Groups aspiring to have the status of ‘religions’ often use narratives that identify with former sovereignties both real and/or semi-fictional. Contemporary forms of Wicca, for example, posit an ancient history in which governments were organized according to the principles Wiccans now follow. Thus, Wiccans might be seen as imagining their covens as vestigial embodiments of previous sovereign governments.
The nostalgic reference to a former deity or deities as a means of supporting current governmental power is a common theme in Western history and literature. I draw on my background as a classicist to highlight this trope in the Theogony of Hesiod in regard to how the reign of the Titans is cited when the Olympians triumph over them. I also mention Athena’s treatment of the Furies in Aeschylus’ Oresteia. In both cases, although the term ‘religion’ is somewhat of an anachronism in ancient Greece, the succession of sovereignties is nevertheless marked by relegating former ruling orders to the status of a cult, i.e, a vestigial state.
Examples of the ritual citation of religious vocabulary as a way of authorizing so-called secular governments abound. President Eisenhower’s move in 1954 to add the words “under God” to the US pledge of allegiance is one instance of how religion is conjured as a type of previous sovereignty on which present powers are based.

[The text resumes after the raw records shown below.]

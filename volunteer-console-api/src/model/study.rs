use chrono::NaiveDate;
use serde::{Deserialize, Serialize};

use crate::id::StudyId;

#[derive(Debug, Clone, PartialEq, Eq, Serialize, Deserialize)]
pub struct Study {
    #[serde(rename = "idEtude")]
    pub id: StudyId,
    #[serde(rename = "ref", default, deserialize_with = "super::or_default")]
    pub reference: String,
    #[serde(rename = "titre", default, deserialize_with = "super::or_default")]
    pub title: String,
    #[serde(rename = "dateDebut", default)]
    pub start_date: Option<NaiveDate>,
    #[serde(rename = "dateFin", default)]
    pub end_date: Option<NaiveDate>,
    #[serde(rename = "paye", default, deserialize_with = "super::flag")]
    pub paid: bool,
}

#[derive(Debug, Clone, Serialize)]
pub struct NewStudy {
    #[serde(rename = "ref")]
    pub reference: String,
    #[serde(rename = "titre")]
    pub title: String,
    #[serde(rename = "dateDebut")]
    pub start_date: Option<NaiveDate>,
    #[serde(rename = "dateFin")]
    pub end_date: Option<NaiveDate>,
}
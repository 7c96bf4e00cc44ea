use serde::{Deserialize, Serialize};

use crate::id::{self, GroupId, StudyId, VolunteerId};

pub const STATUS_REGISTERED: &str = "INSCRIT";
pub const STATUS_CANCELLED: &str = "ANNULE";

/// `EtudeVolontaire`: a volunteer's participation in a study group.
///
/// The backend has no surrogate id for these records. The whole tuple is the key, so a record is
/// addressed by sending every field back, and a change produces a new key. Values of this type are
/// never modified in place; the `with_*` methods return the key the record will have afterwards.
#[derive(Debug, Clone, PartialEq, Eq, Hash, Serialize, Deserialize)]
pub struct AssociationKey {
    #[serde(rename = "idEtude")]
    study_id: StudyId,
    #[serde(rename = "idGroupe")]
    group_id: GroupId,
    #[serde(rename = "idVolontaire", default, deserialize_with = "id::optional")]
    volunteer_id: Option<VolunteerId>,
    #[serde(rename = "iv", default, deserialize_with = "super::or_default")]
    compensation: u32,
    #[serde(rename = "numsujet", default, deserialize_with = "super::or_default")]
    subject_number: u32,
    #[serde(rename = "paye", default, deserialize_with = "super::flag")]
    paid: bool,
    #[serde(rename = "statut", default, deserialize_with = "super::or_default")]
    status: String,
}

impl AssociationKey {
    /// A fresh registration: no compensation yet, subject number 0, unpaid, `INSCRIT`.
    #[must_use]
    pub fn new(study_id: StudyId, group_id: GroupId, volunteer_id: VolunteerId) -> Self {
        Self {
            study_id,
            group_id,
            volunteer_id: Some(volunteer_id),
            compensation: 0,
            subject_number: 0,
            paid: false,
            status: STATUS_REGISTERED.to_owned(),
        }
    }

    #[must_use]
    pub const fn study_id(&self) -> StudyId {
        self.study_id
    }

    #[must_use]
    pub const fn group_id(&self) -> GroupId {
        self.group_id
    }

    #[must_use]
    pub const fn volunteer_id(&self) -> Option<VolunteerId> {
        self.volunteer_id
    }

    #[must_use]
    pub const fn compensation(&self) -> u32 {
        self.compensation
    }

    #[must_use]
    pub const fn subject_number(&self) -> u32 {
        self.subject_number
    }

    #[must_use]
    pub const fn paid(&self) -> bool {
        self.paid
    }

    #[must_use]
    pub fn status(&self) -> &str {
        &self.status
    }

    #[must_use]
    pub fn is_cancelled(&self) -> bool {
        self.status.eq_ignore_ascii_case(STATUS_CANCELLED)
    }

    #[must_use]
    pub fn with_group(&self, group_id: GroupId) -> Self {
        Self {
            group_id,
            ..self.clone()
        }
    }

    #[must_use]
    pub fn with_volunteer(&self, volunteer_id: Option<VolunteerId>) -> Self {
        Self {
            volunteer_id,
            ..self.clone()
        }
    }

    #[must_use]
    pub fn with_compensation(&self, compensation: u32) -> Self {
        Self {
            compensation,
            ..self.clone()
        }
    }

    #[must_use]
    pub fn with_subject_number(&self, subject_number: u32) -> Self {
        Self {
            subject_number,
            ..self.clone()
        }
    }

    #[must_use]
    pub fn with_paid(&self, paid: bool) -> Self {
        Self {
            paid,
            ..self.clone()
        }
    }

    #[must_use]
    pub fn with_status(&self, status: impl Into<String>) -> Self {
        Self {
            status: status.into(),
            ..self.clone()
        }
    }
}
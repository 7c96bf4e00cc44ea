use core::fmt;

use volunteer_console_api::id::{AppointmentId, StudyId};
use volunteer_console_api::ApiError;

/// Caught before anything is sent to the backend.
#[derive(thiserror::Error, Debug, Clone, Copy, PartialEq, Eq)]
pub enum ValidationError {
    #[error("select at least one appointment")]
    NoAppointmentSelected,
    #[error("select at least one volunteer")]
    NoVolunteerSelected,
    #[error("select the group the volunteers are assigned to")]
    NoGroupSelected,
    #[error("no appointment is left to assign once conflicts are removed")]
    NoAssignablePairs,
    #[error("select exactly two appointments to switch")]
    SwitchNeedsTwo,
    #[error("both appointments have the same volunteer")]
    SameVolunteer,
}

/// What happened to the first half of a switch after a later step failed.
#[derive(Debug, Clone, Copy, PartialEq, Eq)]
pub enum Rollback {
    NotNeeded,
    Restored,
    Incomplete,
}

impl fmt::Display for Rollback {
    fn fmt(&self, f: &mut fmt::Formatter<'_>) -> fmt::Result {
        f.write_str(match self {
            Self::NotNeeded => "nothing to roll back",
            Self::Restored => "original volunteers restored",
            Self::Incomplete => "rollback failed, check both appointments",
        })
    }
}

#[derive(thiserror::Error, Debug)]
pub enum WorkflowError {
    #[error("backend error: {0}")]
    Api(#[from] ApiError),
    #[error("{0}")]
    Validation(#[from] ValidationError),
    #[error("manual assignment is not implemented yet")]
    NotImplemented,
    #[error("another operation is still running")]
    Busy,
    #[error("session expired after {applied} updates, sign in again and review the rest")]
    SessionExpired { applied: usize },
    #[error(
        "{applied} of {total} updates succeeded, appointment {appointment} of study {study} \
         failed: {source}"
    )]
    Batch {
        applied: usize,
        total: usize,
        study: StudyId,
        appointment: AppointmentId,
        #[source]
        source: ApiError,
    },
    #[error("switch failed at step {step} ({rollback}): {source}")]
    Switch {
        step: u8,
        rollback: Rollback,
        #[source]
        source: ApiError,
    },
}
use volunteer_console_api::id::{StudyId, VolunteerId};
use volunteer_console_api::model::{
    Appointment, AppointmentUpdate, AssociationKey, BankDetails, Cancellation, Study, Volunteer,
};
use volunteer_console_api::{ApiClient, ApiError};

/// The backend calls the workflow needs.
#[expect(
    async_fn_in_trait,
    reason = "the workflow never spawns these futures onto other threads"
)]
pub trait Backend {
    async fn study(&self, id: StudyId) -> Result<Study, ApiError>;

    async fn volunteer(&self, id: VolunteerId) -> Result<Volunteer, ApiError>;

    async fn volunteers(&self) -> Result<Vec<Volunteer>, ApiError>;

    async fn bank_details(&self, id: VolunteerId) -> Result<Option<BankDetails>, ApiError>;

    async fn appointments_by_study(&self, study_id: StudyId) -> Result<Vec<Appointment>, ApiError>;

    async fn appointments_by_volunteer(
        &self,
        volunteer_id: VolunteerId,
    ) -> Result<Vec<Appointment>, ApiError>;

    async fn update_appointment(&self, update: &AppointmentUpdate) -> Result<(), ApiError>;

    async fn associations_by_study(
        &self,
        study_id: StudyId,
    ) -> Result<Vec<AssociationKey>, ApiError>;

    async fn create_association(&self, key: &AssociationKey) -> Result<(), ApiError>;

    async fn update_association_volunteer(
        &self,
        key: &AssociationKey,
        volunteer_id: Option<VolunteerId>,
    ) -> Result<(), ApiError>;

    async fn update_association_subject_number(
        &self,
        key: &AssociationKey,
        subject_number: u32,
    ) -> Result<(), ApiError>;

    async fn update_association_status(
        &self,
        key: &AssociationKey,
        status: &str,
    ) -> Result<(), ApiError>;

    async fn delete_association(&self, key: &AssociationKey) -> Result<(), ApiError>;

    async fn unassign_volunteer_from_study(
        &self,
        study_id: StudyId,
        volunteer_id: VolunteerId,
    ) -> Result<(), ApiError>;

    async fn cancellations_by_study(&self, study_id: StudyId)
        -> Result<Vec<Cancellation>, ApiError>;
}

impl Backend for ApiClient {
    async fn study(&self, id: StudyId) -> Result<Study, ApiError> {
        Self::study(self, id).await
    }

    async fn volunteer(&self, id: VolunteerId) -> Result<Volunteer, ApiError> {
        Self::volunteer(self, id).await
    }

    async fn volunteers(&self) -> Result<Vec<Volunteer>, ApiError> {
        Self::volunteers(self).await
    }

    async fn bank_details(&self, id: VolunteerId) -> Result<Option<BankDetails>, ApiError> {
        Self::bank_details(self, id).await
    }

    async fn appointments_by_study(&self, study_id: StudyId) -> Result<Vec<Appointment>, ApiError> {
        Self::appointments_by_study(self, study_id).await
    }

    async fn appointments_by_volunteer(
        &self,
        volunteer_id: VolunteerId,
    ) -> Result<Vec<Appointment>, ApiError> {
        Self::appointments_by_volunteer(self, volunteer_id).await
    }

    async fn update_appointment(&self, update: &AppointmentUpdate) -> Result<(), ApiError> {
        Self::update_appointment(self, update).await
    }

    async fn associations_by_study(
        &self,
        study_id: StudyId,
    ) -> Result<Vec<AssociationKey>, ApiError> {
        Self::associations_by_study(self, study_id).await
    }

    async fn create_association(&self, key: &AssociationKey) -> Result<(), ApiError> {
        Self::create_association(self, key).await
    }

    async fn update_association_volunteer(
        &self,
        key: &AssociationKey,
        volunteer_id: Option<VolunteerId>,
    ) -> Result<(), ApiError> {
        Self::update_association_volunteer(self, key, volunteer_id).await
    }

    async fn update_association_subject_number(
        &self,
        key: &AssociationKey,
        subject_number: u32,
    ) -> Result<(), ApiError> {
        Self::update_association_subject_number(self, key, subject_number).await
    }

    async fn update_association_status(
        &self,
        key: &AssociationKey,
        status: &str,
    ) -> Result<(), ApiError> {
        Self::update_association_status(self, key, status).await
    }

    async fn delete_association(&self, key: &AssociationKey) -> Result<(), ApiError> {
        Self::delete_association(self, key).await
    }

    async fn unassign_volunteer_from_study(
        &self,
        study_id: StudyId,
        volunteer_id: VolunteerId,
    ) -> Result<(), ApiError> {
        Self::unassign_volunteer_from_study(self, study_id, volunteer_id).await
    }

    async fn cancellations_by_study(
        &self,
        study_id: StudyId,
    ) -> Result<Vec<Cancellation>, ApiError> {
        Self::cancellations_by_study(self, study_id).await
    }
}
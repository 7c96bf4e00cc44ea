//! An in-process stand-in for the volunteer-management REST backend, served over real TCP so the
//! console can be driven end to end through [`volunteer_console_api::ApiClient`].

use std::collections::HashSet;
use std::net::{Ipv4Addr, SocketAddr};
use std::sync::{Arc, Mutex, MutexGuard, PoisonError};

use bytes::Bytes;
use http::header::{AUTHORIZATION, CONTENT_TYPE};
use http::{Method, Request, Response, StatusCode};
use http_body_util::{BodyExt as _, Full};
use hyper::body::Incoming;
use hyper_util::rt::TokioIo;
use serde::Serialize;
use tokio::net::TcpListener;
use tokio::select;
use tokio::sync::watch;
use tracing::{debug, error, info};
use volunteer_console_api::id::{AppointmentId, GroupId, StudyId, VolunteerId};
use volunteer_console_api::model::{
    Appointment, AssociationKey, BankDetails, Cancellation, Group, Study, Volunteer,
};

/// Everything the mock backend knows.
#[derive(Debug, Clone, Default)]
pub struct Fixture {
    pub studies: Vec<Study>,
    pub groups: Vec<Group>,
    pub volunteers: Vec<Volunteer>,
    pub appointments: Vec<Appointment>,
    pub associations: Vec<AssociationKey>,
    pub cancellations: Vec<Cancellation>,
    pub bank_details: Vec<BankDetails>,
}

#[derive(Debug)]
struct State {
    token: String,
    data: Fixture,
    requests: Vec<(Method, String)>,
    fail: HashSet<(Method, String)>,
}

type Shared = Arc<Mutex<State>>;

/// A running mock backend. Stops accepting connections when dropped.
#[derive(Debug)]
pub struct MockBackend {
    address: SocketAddr,
    state: Shared,
    shutdown: watch::Sender<()>,
}

impl MockBackend {
    /// Binds an ephemeral port on localhost and starts serving. Requests must carry
    /// `Authorization: Bearer {token}`.
    pub async fn start(token: &str, fixture: Fixture) -> std::io::Result<Self> {
        let listener = TcpListener::bind((Ipv4Addr::LOCALHOST, 0)).await?;
        let address = listener.local_addr()?;
        let state = Arc::new(Mutex::new(State {
            token: token.to_owned(),
            data: fixture,
            requests: Vec::new(),
            fail: HashSet::new(),
        }));
        let (shutdown, mut closed) = watch::channel(());

        let shared = Arc::clone(&state);
        tokio::spawn(async move {
            loop {
                select! {
                    accept = listener.accept() => {
                        let (socket, _remote) = match accept {
                            Ok(accepted) => accepted,
                            Err(err) => {
                                error!("failed to accept connection: {err}");
                                continue;
                            }
                        };
                        let state = Arc::clone(&shared);
                        tokio::spawn(async move {
                            let service = hyper::service::service_fn(move |request| {
                                handle(Arc::clone(&state), request)
                            });
                            if let Err(err) = hyper::server::conn::http1::Builder::new()
                                .serve_connection(TokioIo::new(socket), service)
                                .await
                            {
                                error!("failed to serve connection: {err:#}");
                            }
                        });
                    }
                    _ = closed.changed() => break,
                }
            }
            debug!("mock backend stopped");
        });

        info!(%address, "mock backend listening");
        Ok(Self {
            address,
            state,
            shutdown,
        })
    }

    #[must_use]
    pub fn url(&self) -> String {
        format!("http://{}", self.address)
    }

    fn lock(&self) -> MutexGuard<'_, State> {
        self.state.lock().unwrap_or_else(PoisonError::into_inner)
    }

    /// From now on every request with the old token gets a 401.
    pub fn rotate_token(&self, token: &str) {
        token.clone_into(&mut self.lock().token);
    }

    /// Requests whose path (without query) is `path` answer 500 until [`Self::heal`].
    pub fn fail(&self, method: Method, path: &str) {
        self.lock().fail.insert((method, path.to_owned()));
    }

    pub fn heal(&self) {
        self.lock().fail.clear();
    }

    /// Every request seen so far, as method and path with query.
    #[must_use]
    pub fn requests(&self) -> Vec<(Method, String)> {
        self.lock().requests.clone()
    }

    #[must_use]
    pub fn appointment(&self, study_id: StudyId, id: AppointmentId) -> Option<Appointment> {
        self.lock()
            .data
            .appointments
            .iter()
            .find(|appointment| appointment.study_id == study_id && appointment.id == id)
            .cloned()
    }

    #[must_use]
    pub fn associations(&self, study_id: StudyId) -> Vec<AssociationKey> {
        self.lock()
            .data
            .associations
            .iter()
            .filter(|key| key.study_id() == study_id)
            .cloned()
            .collect()
    }
}

impl Drop for MockBackend {
    fn drop(&mut self) {
        self.shutdown.send_replace(());
    }
}

type Reply = Response<Full<Bytes>>;

fn reply(status: StatusCode, body: Bytes) -> Reply {
    let mut response = Response::new(Full::new(body));
    *response.status_mut() = status;
    response
}

fn empty(status: StatusCode) -> Reply {
    reply(status, Bytes::new())
}

fn json<T: Serialize + ?Sized>(value: &T) -> Reply {
    match serde_json::to_vec(value) {
        Ok(body) => {
            let mut response = reply(StatusCode::OK, Bytes::from(body));
            response
                .headers_mut()
                .insert(CONTENT_TYPE, http::HeaderValue::from_static("application/json"));
            response
        }
        Err(err) => reply(
            StatusCode::INTERNAL_SERVER_ERROR,
            Bytes::from(err.to_string()),
        ),
    }
}

fn found<T: Serialize>(value: Option<&T>) -> Reply {
    value.map_or_else(|| empty(StatusCode::NOT_FOUND), json)
}

fn bad_request(message: &str) -> Reply {
    reply(StatusCode::BAD_REQUEST, Bytes::from(message.to_owned()))
}

async fn handle(state: Shared, request: Request<Incoming>) -> Result<Reply, hyper::Error> {
    let (parts, body) = request.into_parts();
    let body = body.collect().await?.to_bytes();
    let path = parts.uri.path().to_owned();
    let query = parts.uri.query().unwrap_or_default().to_owned();

    let mut state = state.lock().unwrap_or_else(PoisonError::into_inner);
    state.requests.push((
        parts.method.clone(),
        parts
            .uri
            .path_and_query()
            .map_or_else(|| path.clone(), ToString::to_string),
    ));

    let expected = format!("Bearer {}", state.token);
    let authorized = parts
        .headers
        .get(AUTHORIZATION)
        .is_some_and(|value| value.as_bytes() == expected.as_bytes());
    if !authorized {
        debug!(method = %parts.method, %path, "rejected token");
        return Ok(empty(StatusCode::UNAUTHORIZED));
    }
    if state.fail.contains(&(parts.method.clone(), path.clone())) {
        return Ok(reply(
            StatusCode::INTERNAL_SERVER_ERROR,
            Bytes::from_static(b"injected failure"),
        ));
    }

    let segments: Vec<&str> = path.trim_matches('/').split('/').collect();
    Ok(route(&mut state.data, &parts.method, &segments, &query, &body))
}

fn id<T: From<u32>>(segment: &str) -> Option<T> {
    segment.parse::<u32>().ok().map(T::from)
}

fn route(
    data: &mut Fixture,
    method: &Method,
    segments: &[&str],
    query: &str,
    body: &[u8],
) -> Reply {
    match (method, segments) {
        (&Method::GET, ["api", "etudes", study]) => {
            let study = id::<StudyId>(study);
            found(data.studies.iter().find(|it| Some(it.id) == study))
        }
        (&Method::GET, ["api", "groupes", group]) => {
            let group = id::<GroupId>(group);
            found(data.groups.iter().find(|it| Some(it.id) == group))
        }
        (&Method::GET, ["api", "volontaires"]) => json(&data.volunteers),
        (&Method::GET, ["api", "volontaires", volunteer]) => {
            let volunteer = id::<VolunteerId>(volunteer);
            found(data.volunteers.iter().find(|it| Some(it.id) == volunteer))
        }
        (&Method::GET, ["api", "infobancaires", "volontaire", volunteer]) => {
            let volunteer = id::<VolunteerId>(volunteer);
            found(
                data.bank_details
                    .iter()
                    .find(|it| Some(it.volunteer_id) == volunteer),
            )
        }
        (&Method::GET, ["api", "rdvs", "etude", study]) => {
            let study = id::<StudyId>(study);
            let appointments: Vec<_> = data
                .appointments
                .iter()
                .filter(|it| Some(it.study_id) == study)
                .collect();
            json(&appointments)
        }
        (&Method::GET, ["api", "rdvs", "volontaire", volunteer]) => {
            let volunteer = id::<VolunteerId>(volunteer);
            let appointments: Vec<_> = data
                .appointments
                .iter()
                .filter(|it| volunteer.is_some() && it.volunteer_id == volunteer)
                .collect();
            json(&appointments)
        }
        (&Method::PUT, ["api", "rdvs", study, appointment]) => {
            update_appointment(data, id(study), id(appointment), body)
        }
        (&Method::GET, ["api", "annulations", "etude", study]) => {
            let study = id::<StudyId>(study);
            let cancellations: Vec<_> = data
                .cancellations
                .iter()
                .filter(|it| Some(it.study_id) == study)
                .collect();
            json(&cancellations)
        }
        (&Method::GET, ["api", "etude-volontaires", "etude", study]) => {
            let study = id::<StudyId>(study);
            let keys: Vec<_> = data
                .associations
                .iter()
                .filter(|it| Some(it.study_id()) == study)
                .collect();
            json(&keys)
        }
        (&Method::POST, ["api", "etude-volontaires"]) => {
            match serde_json::from_slice::<AssociationKey>(body) {
                Ok(key) if data.associations.contains(&key) => bad_request("already registered"),
                Ok(key) => {
                    data.associations.push(key);
                    empty(StatusCode::CREATED)
                }
                Err(err) => bad_request(&err.to_string()),
            }
        }
        (&Method::PATCH, ["api", "etude-volontaires", action]) => {
            update_association(data, action, query)
        }
        (&Method::DELETE, ["api", "etude-volontaires", "delete"]) => {
            let Some(index) = find_association(data, query) else {
                return bad_request("no such association");
            };
            data.associations.remove(index);
            empty(StatusCode::NO_CONTENT)
        }
        (&Method::DELETE, ["api", "etudes", study, "volontaires", volunteer]) => {
            let (study, volunteer) = (id::<StudyId>(study), id::<VolunteerId>(volunteer));
            let before = data.associations.len();
            data.associations.retain(|key| {
                Some(key.study_id()) != study || key.volunteer_id() != volunteer
            });
            if data.associations.len() == before {
                empty(StatusCode::NOT_FOUND)
            } else {
                empty(StatusCode::NO_CONTENT)
            }
        }
        _ => empty(StatusCode::NOT_FOUND),
    }
}

fn update_appointment(
    data: &mut Fixture,
    study: Option<StudyId>,
    appointment: Option<AppointmentId>,
    body: &[u8],
) -> Reply {
    let update = match serde_json::from_slice::<Appointment>(body) {
        Ok(update) => update,
        Err(err) => return bad_request(&err.to_string()),
    };
    if Some(update.study_id) != study || Some(update.id) != appointment {
        return bad_request("ids in path and body differ");
    }
    let Some(stored) = data
        .appointments
        .iter_mut()
        .find(|it| it.study_id == update.study_id && it.id == update.id)
    else {
        return empty(StatusCode::NOT_FOUND);
    };
    *stored = update;
    empty(StatusCode::OK)
}

type Pairs = Vec<(String, String)>;

/// The stored record whose every key field appears in the query with the same value.
fn find_association(data: &Fixture, query: &str) -> Option<usize> {
    let given: Pairs = serde_urlencoded::from_str(query).ok()?;
    data.associations.iter().position(|key| {
        serde_urlencoded::to_string(key)
            .ok()
            .and_then(|encoded| serde_urlencoded::from_str::<Pairs>(&encoded).ok())
            .is_some_and(|wanted| wanted.iter().all(|pair| given.contains(pair)))
    })
}

fn parameter(query: &str, name: &str) -> Option<String> {
    serde_urlencoded::from_str::<Pairs>(query)
        .ok()?
        .into_iter()
        .find_map(|(key, value)| (key == name).then_some(value))
}

fn update_association(data: &mut Fixture, action: &str, query: &str) -> Reply {
    let Some(index) = find_association(data, query) else {
        return bad_request("no such association");
    };
    let key = &data.associations[index];
    let number = |name: &str| parameter(query, name).and_then(|value| value.parse::<u32>().ok());

    let updated = match action {
        "update-volontaire" => {
            Some(key.with_volunteer(number("nouveauVolontaireId").map(VolunteerId)))
        }
        "update-numsujet" => number("nouveauNumSujet").map(|value| key.with_subject_number(value)),
        "update-iv" => number("nouvelIV").map(|value| key.with_compensation(value)),
        "update-statut" => parameter(query, "nouveauStatut").map(|value| key.with_status(value)),
        "update-paye" => {
            parameter(query, "nouveauPaye").map(|value| key.with_paid(value == "true"))
        }
        _ => return empty(StatusCode::NOT_FOUND),
    };
    let Some(updated) = updated else {
        return bad_request("missing new value");
    };
    data.associations[index] = updated;
    empty(StatusCode::OK)
}
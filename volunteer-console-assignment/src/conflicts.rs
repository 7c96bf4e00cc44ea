use std::collections::{HashMap, HashSet};

use futures_util::{stream, StreamExt as _, TryStreamExt as _};
use volunteer_console_api::id::VolunteerId;
use volunteer_console_api::model::{Appointment, Slot};
use volunteer_console_api::ApiError;

use crate::backend::Backend;

/// Upper bound on appointment requests in flight while loading a [`ConflictMap`].
pub const MAX_CONCURRENT_LOADS: usize = 8;

/// Which slots each volunteer already occupies, across every study.
///
/// Only an identical date and time counts as a clash. Overlapping durations do not.
#[derive(Debug, Clone, Default, PartialEq, Eq)]
pub struct ConflictMap {
    slots: HashMap<VolunteerId, HashSet<Slot>>,
}

impl ConflictMap {
    pub fn from_appointments<'a>(appointments: impl IntoIterator<Item = &'a Appointment>) -> Self {
        let mut map = Self::default();
        for appointment in appointments {
            if let Some(volunteer_id) = appointment.volunteer_id {
                map.insert(volunteer_id, appointment.slot());
            }
        }
        map
    }

    /// Fetches the appointments of every volunteer, at most [`MAX_CONCURRENT_LOADS`] at a time.
    /// The first failed request fails the whole load.
    pub async fn load<B: Backend>(
        backend: &B,
        volunteers: impl IntoIterator<Item = VolunteerId>,
    ) -> Result<Self, ApiError> {
        let appointments: Vec<Vec<Appointment>> = stream::iter(volunteers)
            .map(|volunteer_id| backend.appointments_by_volunteer(volunteer_id))
            .buffer_unordered(MAX_CONCURRENT_LOADS)
            .try_collect()
            .await?;
        Ok(Self::from_appointments(appointments.iter().flatten()))
    }

    pub fn insert(&mut self, volunteer_id: VolunteerId, slot: Slot) {
        self.slots.entry(volunteer_id).or_default().insert(slot);
    }

    #[must_use]
    pub fn conflicts(&self, volunteer_id: VolunteerId, slot: &Slot) -> bool {
        self.slots
            .get(&volunteer_id)
            .is_some_and(|slots| slots.contains(slot))
    }

    #[must_use]
    pub fn slots(&self, volunteer_id: VolunteerId) -> Option<&HashSet<Slot>> {
        self.slots.get(&volunteer_id)
    }
}
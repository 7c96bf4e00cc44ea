use http::Method;

use crate::client::{with_query, ApiClient};
use crate::error::Result;
use crate::id::{AppointmentId, StudyId, VolunteerId};
use crate::model::{
    Appointment, AppointmentFilters, AppointmentStatus, AppointmentUpdate, NewAppointment,
};

impl ApiClient {
    pub async fn appointment(&self, study_id: StudyId, id: AppointmentId) -> Result<Appointment> {
        self.fetch(Method::GET, &format!("/api/rdvs/{study_id}/{id}"))
            .await
    }

    pub async fn appointments_by_study(&self, study_id: StudyId) -> Result<Vec<Appointment>> {
        self.fetch(Method::GET, &format!("/api/rdvs/etude/{study_id}"))
            .await
    }

    pub async fn appointments_by_volunteer(
        &self,
        volunteer_id: VolunteerId,
    ) -> Result<Vec<Appointment>> {
        self.fetch(Method::GET, &format!("/api/rdvs/volontaire/{volunteer_id}"))
            .await
    }

    pub async fn search_appointments(
        &self,
        filters: &AppointmentFilters,
    ) -> Result<Vec<Appointment>> {
        let path = with_query("/api/rdvs/search", filters)?;
        self.fetch(Method::GET, &path).await
    }

    pub async fn create_appointment(&self, appointment: &NewAppointment) -> Result<Appointment> {
        self.submit(Method::POST, "/api/rdvs", appointment).await
    }

    pub async fn update_appointment(&self, update: &AppointmentUpdate) -> Result<()> {
        self.call_with(
            Method::PUT,
            &format!(
                "/api/rdvs/{}/{}",
                update.study_id(),
                update.appointment_id()
            ),
            update,
        )
        .await
    }

    pub async fn update_appointment_status(
        &self,
        study_id: StudyId,
        id: AppointmentId,
        status: AppointmentStatus,
    ) -> Result<()> {
        let path = with_query(
            &format!("/api/rdvs/{study_id}/{id}/etat"),
            &[("etat", status)],
        )?;
        self.call(Method::PATCH, &path).await
    }

    pub async fn delete_appointment(&self, study_id: StudyId, id: AppointmentId) -> Result<()> {
        self.call(Method::DELETE, &format!("/api/rdvs/{study_id}/{id}"))
            .await
    }
}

Conceptualizing religions as vestigial states has value for clarifying matters pertaining to supposed qualitative differences between ‘religious’ and ‘secular’ law. According to my reasoning, such a distinction is more productively thought of as occurring between two forms of ‘states’ with markedly similar processes involving contingency, debate and compromise, something I will draw out further in my forthcoming presentations.